“And did you tell Lady Gorthley you went to Eppie?” inquired the discomfited writer.
“Gude faith na, she might hae asked back the five guineas,” answered Peggy; “and besides, if she got the truth, it was a’ ane to her, ye ken, where it cam’ frae; and you’ll be discreet and say naething.”
“Did you ask from the old woman the name of her who bore the mark?” rejoined Mr Bayne.
“Ay, but she said she didna like to spier that at the auld ane—Nick, ye ken—because he might have got angry and told her a lee, and that might hae brought me into a scrape wi’ her ladyship, who knew hersel which o’ her daughters bore the mark.”
“Very prudent,” muttered again the writer, as he rose, “this is a most satisfactory witness.”

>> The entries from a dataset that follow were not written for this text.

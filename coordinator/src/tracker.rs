//! Polling view of peers' commit/reveal progress.

use fairdeal_client::TableQueries;
use fairdeal_types::TableId;
use std::sync::{Arc, Mutex};
use tracing::{debug, warn};

/// One atomically-replaced view of the table's dealing progress.
///
/// `committed` and `revealed` are indexed by hand-participant index; entry
/// *i* belongs to the player at seat `participants[i]`.
#[derive(Clone, Debug, Default, PartialEq, Eq)]
pub struct PeerSnapshot {
    pub committed: Vec<bool>,
    pub revealed: Vec<bool>,
    pub participants: Vec<u8>,
}

impl PeerSnapshot {
    /// Hand-participant index of a seat, if the seat is in the hand.
    pub fn hand_index_of(&self, seat: u8) -> Option<usize> {
        self.participants.iter().position(|&s| s == seat)
    }

    pub fn is_committed(&self, seat: u8) -> bool {
        self.hand_index_of(seat)
            .and_then(|index| self.committed.get(index).copied())
            .unwrap_or(false)
    }

    pub fn is_revealed(&self, seat: u8) -> bool {
        self.hand_index_of(seat)
            .and_then(|index| self.revealed.get(index).copied())
            .unwrap_or(false)
    }

    pub fn committed_count(&self) -> usize {
        self.committed.iter().filter(|&&done| done).count()
    }

    pub fn revealed_count(&self) -> usize {
        self.revealed.iter().filter(|&&done| done).count()
    }
}

/// Caches the latest successful status poll for one table.
///
/// A refresh fetches the three status views concurrently and replaces the
/// snapshot wholesale; a failed sub-fetch discards the entire cycle so the
/// bit vectors can never be misaligned against a stale participant list.
#[derive(Clone)]
pub struct PeerStatusTracker<Q: TableQueries> {
    queries: Q,
    table: TableId,
    snapshot: Arc<Mutex<Option<PeerSnapshot>>>,
}

impl<Q: TableQueries> PeerStatusTracker<Q> {
    pub fn new(queries: Q, table: TableId) -> Self {
        Self {
            queries,
            table,
            snapshot: Arc::new(Mutex::new(None)),
        }
    }

    /// The last successful snapshot, if any poll has completed.
    pub fn snapshot(&self) -> Option<PeerSnapshot> {
        self.snapshot.lock().unwrap().clone()
    }

    /// Poll the three status views once.
    ///
    /// Returns whether the snapshot was replaced. On failure the previous
    /// snapshot is retained and the error is only logged.
    pub async fn refresh(&self) -> bool {
        let result = tokio::try_join!(
            self.queries.commit_status(self.table),
            self.queries.reveal_status(self.table),
            self.queries.players_in_hand(self.table),
        );
        match result {
            Ok((committed, revealed, participants)) => {
                let next = PeerSnapshot {
                    committed,
                    revealed,
                    participants,
                };
                debug!(table = self.table, "status snapshot replaced");
                *self.snapshot.lock().unwrap() = Some(next);
                true
            }
            Err(err) => {
                warn!(table = self.table, error = %err, "status poll failed; keeping previous snapshot");
                false
            }
        }
    }
}

#[cfg(test)]
mod tests {
    use super::*;
    use fairdeal_types::GameState;
    use std::io;

    #[derive(Default)]
    struct ScriptState {
        committed: Vec<bool>,
        revealed: Vec<bool>,
        participants: Vec<u8>,
        fail_reveals: bool,
    }

    #[derive(Clone, Default)]
    struct ScriptedQueries {
        state: Arc<Mutex<ScriptState>>,
    }

    impl TableQueries for ScriptedQueries {
        type Error = io::Error;

        async fn game_state(&self, _table: TableId) -> Result<GameState, Self::Error> {
            Ok(GameState::default())
        }

        async fn commit_status(&self, _table: TableId) -> Result<Vec<bool>, Self::Error> {
            Ok(self.state.lock().unwrap().committed.clone())
        }

        async fn reveal_status(&self, _table: TableId) -> Result<Vec<bool>, Self::Error> {
            let state = self.state.lock().unwrap();
            if state.fail_reveals {
                return Err(io::Error::new(io::ErrorKind::ConnectionRefused, "reveal query down"));
            }
            Ok(state.revealed.clone())
        }

        async fn players_in_hand(&self, _table: TableId) -> Result<Vec<u8>, Self::Error> {
            Ok(self.state.lock().unwrap().participants.clone())
        }
    }

    fn scripted(committed: Vec<bool>, revealed: Vec<bool>, participants: Vec<u8>) -> ScriptedQueries {
        ScriptedQueries {
            state: Arc::new(Mutex::new(ScriptState {
                committed,
                revealed,
                participants,
                fail_reveals: false,
            })),
        }
    }

    #[tokio::test]
    async fn test_refresh_replaces_snapshot() {
        let queries = scripted(vec![true, false], vec![false, false], vec![0, 2]);
        let tracker = PeerStatusTracker::new(queries.clone(), 7);

        assert!(tracker.snapshot().is_none());
        assert!(tracker.refresh().await);

        let snapshot = tracker.snapshot().unwrap();
        assert_eq!(snapshot.committed, vec![true, false]);
        assert_eq!(snapshot.participants, vec![0, 2]);

        queries.state.lock().unwrap().committed = vec![true, true];
        assert!(tracker.refresh().await);
        assert_eq!(tracker.snapshot().unwrap().committed, vec![true, true]);
    }

    #[tokio::test]
    async fn test_failed_subfetch_retains_previous_snapshot() {
        let queries = scripted(vec![true], vec![false], vec![3]);
        let tracker = PeerStatusTracker::new(queries.clone(), 7);
        assert!(tracker.refresh().await);

        // One failing sub-fetch discards the whole cycle.
        {
            let mut state = queries.state.lock().unwrap();
            state.fail_reveals = true;
            state.committed = vec![true, true];
        }
        assert!(!tracker.refresh().await);

        let snapshot = tracker.snapshot().unwrap();
        assert_eq!(snapshot.committed, vec![true]);
        assert_eq!(snapshot.participants, vec![3]);
    }

    #[test]
    fn test_seat_lookups() {
        let snapshot = PeerSnapshot {
            committed: vec![true, false, true],
            revealed: vec![true, false, false],
            participants: vec![1, 4, 6],
        };

        assert_eq!(snapshot.hand_index_of(4), Some(1));
        assert_eq!(snapshot.hand_index_of(2), None);
        assert!(snapshot.is_committed(1));
        assert!(!snapshot.is_committed(4));
        assert!(!snapshot.is_committed(9));
        assert!(snapshot.is_revealed(1));
        assert!(!snapshot.is_revealed(6));
        assert_eq!(snapshot.committed_count(), 2);
        assert_eq!(snapshot.revealed_count(), 1);
    }
}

And carrying this satisfaction along with him, he proceeded to the small garret occupied by Jean Gilchrist, the direction to which he had got from Mrs Macintosh. Believing as he did the statement made to him by the latter, he had very little hope of getting anything satisfactory out of his present witness, and wishing to keep her more to the point than he had been able to effect in the prior case, he assumed her presence at the birth, and came straight out with the question, whether she knew if there had been noticed on one of the children the mark of the strawberry.
“The strawberry?” said she, “ay, wi’ a’ wondered at that, but then it’s no uncommon things in weans to be marked in that way, so we sune got ower’t.”
“And was this mark on the child which was first born?” inquired he.
“I’ll tell you that, sir,” replied she, “if ye’ll tell me first which o’ the twa cam’ first into the world.”
Whereby Mr Bayne found himself where he was, in the hands of a Scotch metaphysician, for, was there not here an example of the à priori argument, to use the old jargon, wherein the cause is assumed to prove the effect, and the effect is then brought forward to prove the cause—a trick of wisdom we are yet in the nineteenth century playing every day?